Investigation of noise sources for digital radiography systems.

The performance of digital radiography systems can be evaluated in terms of spatial resolution and noise. Noise plays an important role in the achievable image quality for detecting small and low-contrast structures in digital images created by these systems. Our aim in this study was to investigate the noise sources both in the spatial and frequency domain for three digital radiography systems, one digital fluoroscopy system, and one digital mammography system, and to obtain information about the effective operating dose range of these detectors. Noise evaluation in the spatial domain was done with the relative standard deviation-detector air kerma relationship evaluation method. The characterization of the noise in the spatial domain gives information about the types of noise, but does not give information about the noise power distribution in frequency space.
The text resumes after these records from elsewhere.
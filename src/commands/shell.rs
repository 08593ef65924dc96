use crate::api::ExecutionApi;
use crate::config::Job;
use crate::error::{Result, ShellError};
use crate::executor::{
    CommandDispatcher, StatusTracker, TargetValidator, TrackOutcome, TrackerEvent, DEFAULT_POLL_INTERVAL,
};
use crate::ui::{with_spinner, Reporter};
use std::time::Duration;
use tokio_util::sync::CancellationToken;
use tracing::info;

/// shell 서브커맨드 실행 결과
#[derive(Debug)]
pub enum ShellRun {
    /// 드라이런: 요약만 출력함
    DryRun,
    Tracked(TrackOutcome),
}

impl ShellRun {
    /// 요청한 모든 인스턴스가 명령을 받아 Success로 끝났거나 드라이런이면 true
    pub fn succeeded(&self) -> bool {
        match self {
            ShellRun::DryRun => true,
            ShellRun::Tracked(outcome) => outcome.all_succeeded(),
        }
    }
}

/// 검증 → 디스패치 → 폴링 순서로 shell 명령을 실행
pub struct ShellRunner<'a> {
    api: &'a dyn ExecutionApi,
    reporter: Reporter,
    poll_interval: Duration,
    max_wait: Option<Duration>,
}

impl<'a> ShellRunner<'a> {
    pub fn new(api: &'a dyn ExecutionApi) -> Self {
        Self {
            api,
            reporter: Reporter::new(),
            poll_interval: DEFAULT_POLL_INTERVAL,
            max_wait: None,
        }
    }

    pub fn with_poll_interval(mut self, interval: Duration) -> Self {
        self.poll_interval = interval;
        self
    }

    /// 디스패치 이후 이 시간이 지나면 폴링을 멈춘다
    pub fn with_max_wait(mut self, max_wait: Option<Duration>) -> Self {
        self.max_wait = max_wait;
        self
    }

    pub async fn run(&self, job: &Job, dry_run: bool, cancel: &CancellationToken) -> Result<ShellRun> {
        self.reporter.print_summary(&job.spec, &job.targets);
        if dry_run {
            return Ok(ShellRun::DryRun);
        }

        let validator = TargetValidator::new();
        with_spinner("Checking instances registered with SSM...", validator.validate(self.api, &job.targets))
            .await?;

        // 디스패치 전이면 아무 부작용 없이 중단할 수 있다
        if cancel.is_cancelled() {
            return Err(ShellError::Cancelled);
        }

        let dispatcher = CommandDispatcher::new();
        let result = with_spinner(
            "Sending command...",
            dispatcher.dispatch(self.api, &job.spec, &job.targets),
        )
        .await?;
        self.reporter.print_dispatch_ack(&result);

        let watch = cancel.child_token();
        if let Some(max_wait) = self.max_wait {
            let deadline = watch.clone();
            tokio::spawn(async move {
                tokio::time::sleep(max_wait).await;
                info!(max_wait_secs = max_wait.as_secs(), "max wait elapsed");
                deadline.cancel();
            });
        }

        let mut tracker = StatusTracker::new(&result).with_interval(self.poll_interval);
        let outcome = tracker
            .run(self.api, &watch, |event| match event {
                TrackerEvent::Transition(transition) => {
                    self.reporter.print_transition(transition, transition.severity())
                }
                TrackerEvent::PollFailed { instance_id, error } => {
                    self.reporter.print_poll_failure(instance_id, &error.to_string())
                }
            })
            .await;

        self.reporter.print_final_report(&outcome);
        Ok(ShellRun::Tracked(outcome))
    }
}
use crate::api::ExecutionApi;
use crate::error::ShellError;
use crate::executor::dispatcher::DispatchResult;
use crate::executor::status::{CommandStatus, ObservedStatus, Severity};
use std::collections::HashMap;
use std::time::Duration;
use tokio_util::sync::CancellationToken;
use tracing::{debug, info, warn};

/// 폴링 주기
pub const DEFAULT_POLL_INTERVAL: Duration = Duration::from_secs(3);

/// 인스턴스별 상태
#[derive(Debug, Clone, PartialEq)]
pub struct InstanceStatus {
    pub instance_id: String,
    pub current: ObservedStatus,
    /// 마지막 전이 직전의 상태 (전이가 없었으면 None)
    pub previous: Option<ObservedStatus>,
}

/// 상태 전이 이벤트
#[derive(Debug, Clone, PartialEq)]
pub struct StatusTransition {
    pub instance_id: String,
    pub previous: ObservedStatus,
    pub current: ObservedStatus,
}

impl StatusTransition {
    pub fn severity(&self) -> Severity {
        self.current.severity()
    }
}

#[derive(Debug)]
pub enum TrackerEvent {
    Transition(StatusTransition),
    /// 일시적인 조회 실패. 해당 인스턴스는 다음 주기에 다시 조회된다
    PollFailed { instance_id: String, error: ShellError },
}

/// 폴링 종료 시점의 결과
#[derive(Debug, Clone)]
pub struct TrackOutcome {
    /// 모든 인스턴스가 종료 상태에 도달했는지 (false면 취소됨)
    pub completed: bool,
    pub cycles: usize,
    /// 디스패치 순서대로 정렬된 최종 상태
    pub statuses: Vec<InstanceStatus>,
    /// 요청했지만 명령을 받지 못한 인스턴스
    pub rejected: Vec<String>,
}

impl TrackOutcome {
    pub fn all_succeeded(&self) -> bool {
        self.completed
            && self.rejected.is_empty()
            && self
                .statuses
                .iter()
                .all(|s| s.current.kind == CommandStatus::Success)
    }

    /// 아직 종료되지 않은 인스턴스
    pub fn unfinished(&self) -> Vec<&InstanceStatus> {
        self.statuses.iter().filter(|s| !s.current.is_terminal()).collect()
    }

    /// Success가 아닌 종료 상태의 인스턴스
    pub fn failed(&self) -> Vec<&InstanceStatus> {
        self.statuses
            .iter()
            .filter(|s| s.current.is_terminal() && s.current.severity() != Severity::Progressing)
            .collect()
    }
}

/// 디스패치된 명령의 인스턴스별 상태를 폴링하며 추적
pub struct StatusTracker {
    command_id: String,
    /// 출력 순서 (디스패치 순서)
    order: Vec<String>,
    entries: HashMap<String, InstanceStatus>,
    /// 다음 주기에 조회할 인스턴스
    active: Vec<String>,
    rejected: Vec<String>,
    interval: Duration,
    cycles: usize,
}

impl StatusTracker {
    pub fn new(dispatch: &DispatchResult) -> Self {
        let initial = ObservedStatus::new(dispatch.initial_status.clone());
        let entries = dispatch
            .targets
            .iter()
            .map(|id| {
                (
                    id.clone(),
                    InstanceStatus {
                        instance_id: id.clone(),
                        current: initial.clone(),
                        previous: None,
                    },
                )
            })
            .collect();

        Self {
            command_id: dispatch.command_id.clone(),
            order: dispatch.targets.clone(),
            entries,
            // 디스패치 응답 상태는 아직 조회 결과가 아니므로 전원 한 번은 조회한다
            active: dispatch.targets.clone(),
            rejected: dispatch.rejected.clone(),
            interval: DEFAULT_POLL_INTERVAL,
            cycles: 0,
        }
    }

    pub fn with_interval(mut self, interval: Duration) -> Self {
        self.interval = interval;
        self
    }

    pub fn command_id(&self) -> &str {
        &self.command_id
    }

    pub fn active_targets(&self) -> &[String] {
        &self.active
    }

    pub fn is_finished(&self) -> bool {
        self.active.is_empty()
    }

    pub fn cycles(&self) -> usize {
        self.cycles
    }

    pub fn status_of(&self, instance_id: &str) -> Option<&InstanceStatus> {
        self.entries.get(instance_id)
    }

    pub fn statuses(&self) -> Vec<InstanceStatus> {
        self.order
            .iter()
            .filter_map(|id| self.entries.get(id).cloned())
            .collect()
    }

    /// 한 주기: 감시 중인 인스턴스를 순서대로 조회하고 감시 목록을 다시 계산한다
    pub async fn poll_cycle(&mut self, api: &dyn ExecutionApi) -> Vec<TrackerEvent> {
        let mut events = Vec::new();
        // 주기 도중 취소되어도 감시 목록은 그대로 남는다
        let watching = self.active.clone();

        for instance_id in &watching {
            let observed = match api.get_invocation_status(&self.command_id, instance_id).await {
                Ok(raw) => ObservedStatus::new(raw),
                Err(e) => {
                    warn!(
                        command_id = %self.command_id,
                        instance = %instance_id,
                        error = %e,
                        "status poll failed, retrying next cycle"
                    );
                    events.push(TrackerEvent::PollFailed {
                        instance_id: instance_id.clone(),
                        error: ShellError::Poll {
                            instance: instance_id.clone(),
                            message: e.to_string(),
                        },
                    });
                    continue;
                }
            };

            let Some(entry) = self.entries.get_mut(instance_id) else {
                continue;
            };

            debug!(instance = %instance_id, status = %observed, "polled");

            if entry.current.raw != observed.raw {
                let previous = std::mem::replace(&mut entry.current, observed.clone());
                entry.previous = Some(previous.clone());
                events.push(TrackerEvent::Transition(StatusTransition {
                    instance_id: instance_id.clone(),
                    previous,
                    current: observed,
                }));
            }
        }

        self.active = watching
            .into_iter()
            .filter(|id| {
                self.entries
                    .get(id)
                    .map(|entry| !entry.current.is_terminal())
                    .unwrap_or(false)
            })
            .collect();
        self.cycles += 1;

        events
    }

    /// 모든 인스턴스가 종료 상태가 되거나 `cancel`이 취소될 때까지 폴링
    pub async fn run<F>(
        &mut self,
        api: &dyn ExecutionApi,
        cancel: &CancellationToken,
        mut on_event: F,
    ) -> TrackOutcome
    where
        F: FnMut(&TrackerEvent),
    {
        info!(
            command_id = %self.command_id,
            instances = self.order.len(),
            interval_ms = self.interval.as_millis() as u64,
            "waiting for command to finish"
        );

        while !self.is_finished() {
            tokio::select! {
                biased;
                _ = cancel.cancelled() => {
                    warn!(
                        command_id = %self.command_id,
                        remaining = ?self.active,
                        "polling cancelled before every instance finished"
                    );
                    return self.outcome(false);
                }
                _ = tokio::time::sleep(self.interval) => {}
            }

            // 응답이 늦은 조회도 취소 신호로 끊는다
            let cycle = tokio::select! {
                biased;
                _ = cancel.cancelled() => None,
                events = self.poll_cycle(api) => Some(events),
            };
            let Some(events) = cycle else {
                warn!(
                    command_id = %self.command_id,
                    remaining = ?self.active,
                    "polling cancelled during a poll cycle"
                );
                return self.outcome(false);
            };

            for event in events {
                on_event(&event);
            }
        }

        info!(command_id = %self.command_id, cycles = self.cycles, "every instance reached a terminal status");
        self.outcome(true)
    }

    fn outcome(&self, completed: bool) -> TrackOutcome {
        TrackOutcome {
            completed,
            cycles: self.cycles,
            statuses: self.statuses(),
            rejected: self.rejected.clone(),
        }
    }
}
Therefore, noise evaluation in the frequency domain was carried out by noise power spectrum measurement. The observed dominant noise component at lower detector doses was electronic noise for the digital mammography system, whereas structured noise was observed to make up nearly half of the total noise at higher detector doses for one of the digital radiography systems. The structured noise component was increased by use of a grid in these systems, independent of the grid ratio and grid frequency, but this increase was lower for higher grid frequencies. Furthermore, the structured noise coefficient was decreased with gain and offset calibrations. The five systems which we evaluated behaved as a quantum noise limited for clinically used detector doses.